Hi there if anyone can please tell me if we can bill an excision of pilonidal cyst 11772 and a rhomboid flap 14000? Please explain when we can bill or why we would not?


----------



## syllingk (Jun 2, 2016)

if they did a flap advancement then you would not bill the cyst excision as it would be included in the repair.


----------



## R1CPC (Jun 6, 2016)

thanks for your reply but I'm wondering how you came up with this answer? if you check the codes against CCI they are not bundled.

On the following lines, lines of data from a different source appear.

// In-memory transport for unit tests.

use super::channel::{ChannelError, Transport};
use crate::sync::lock;
use std::collections::VecDeque;
use std::sync::atomic::{AtomicBool, Ordering};
use std::sync::Mutex;
use std::thread;
use std::time::{Duration, Instant};

#[derive(Debug, Clone, PartialEq, Eq)]
pub(crate) enum PipeEvent {
    Open,
    Close,
    Write(String),
}

/// Transport fed from a script of inbound messages that records everything written.
#[derive(Default)]
pub(crate) struct ScriptedTransport {
    open: AtomicBool,
    fail_open: AtomicBool,
    inbound: Mutex<VecDeque<String>>,
    events: Mutex<Vec<PipeEvent>>,
}

impl ScriptedTransport {
    pub(crate) fn new() -> Self {
        Self::default()
    }

    pub(crate) fn push_inbound(&self, message: &str) {
        lock(&self.inbound).push_back(message.to_string());
    }

    pub(crate) fn pending_inbound(&self) -> usize {
        lock(&self.inbound).len()
    }

    pub(crate) fn fail_next_opens(&self, fail: bool) {
        self.fail_open.store(fail, Ordering::SeqCst);
    }

    pub(crate) fn events(&self) -> Vec<PipeEvent> {
        lock(&self.events).clone()
    }

    pub(crate) fn writes(&self) -> Vec<String> {
        self.events()
            .into_iter()
            .filter_map(|event| match event {
                PipeEvent::Write(text) => Some(text),
                _ => None,
            })
            .collect()
    }

    /// Poll until at least `count` writes were recorded or `timeout` elapses.
    pub(crate) fn wait_for_writes(&self, count: usize, timeout: Duration) -> Vec<String> {
        let deadline = Instant::now() + timeout;
        loop {
            let writes = self.writes();
            if writes.len() >= count || Instant::now() >= deadline {
                return writes;
            }
            thread::sleep(Duration::from_millis(2));
        }
    }
}

impl Transport for ScriptedTransport {
    fn open(&self) -> Result<(), ChannelError> {
        if self.fail_open.load(Ordering::SeqCst) {
            return Err(ChannelError::CreateFailed {
                endpoint: "scripted".to_string(),
                source: std::io::Error::other("scripted failure"),
            });
        }
        if !self.open.swap(true, Ordering::SeqCst) {
            lock(&self.events).push(PipeEvent::Open);
        }
        Ok(())
    }

    fn close(&self) {
        if self.open.swap(false, Ordering::SeqCst) {
            lock(&self.events).push(PipeEvent::Close);
        }
    }

    fn read(&self) -> Option<String> {
        if !self.is_open() {
            return None;
        }
        lock(&self.inbound).pop_front()
    }

    fn write(&self, text: &str) -> bool {
        if !self.is_open() {
            return false;
        }
        lock(&self.events).push(PipeEvent::Write(text.to_string()));
        true
    }

    fn is_open(&self) -> bool {
        self.open.load(Ordering::SeqCst)
    }
}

I understand the cpt guidelines state not to separately report excision of a benign or malignant lesion however the codes are listed as 11600-11646 or 11400-11446, CPT 11772 is not listed as one of the codes.


----------



## syllingk (Jun 6, 2016)

if you go to the flap advancement code it says not to code the lesion removal, only the advancement.


----------



## CodingKing (Jun 6, 2016)

Pilonidal Cyst doesn't fall under lesion under CPT. It has its own set of codes.

The same section about Excision being included specifically mention the lesion codes



> Codes 14000-14302 are used for excision (including lesion) and/or repair by adjacent tissue transfer or rearrangement (eg, Z-plasty, W-plasty, V-Y plasty, rotation flap, random island flap, advancement flap)................
> ........
> .......
> The excision of a benign lesion (11400-11446) or a malignant lesion (11600-11646) is not separately reportable with codes 14000-14302.



Same wording is the the NCCI Manual.


----------



## R1CPC (Jun 7, 2016)

Hi Coding King to clarify your post are you saying 11772 and 14000 can be reported separately?


----------



## R1CPC (Jun 27, 2016)

Hello can someone please confirm.


----------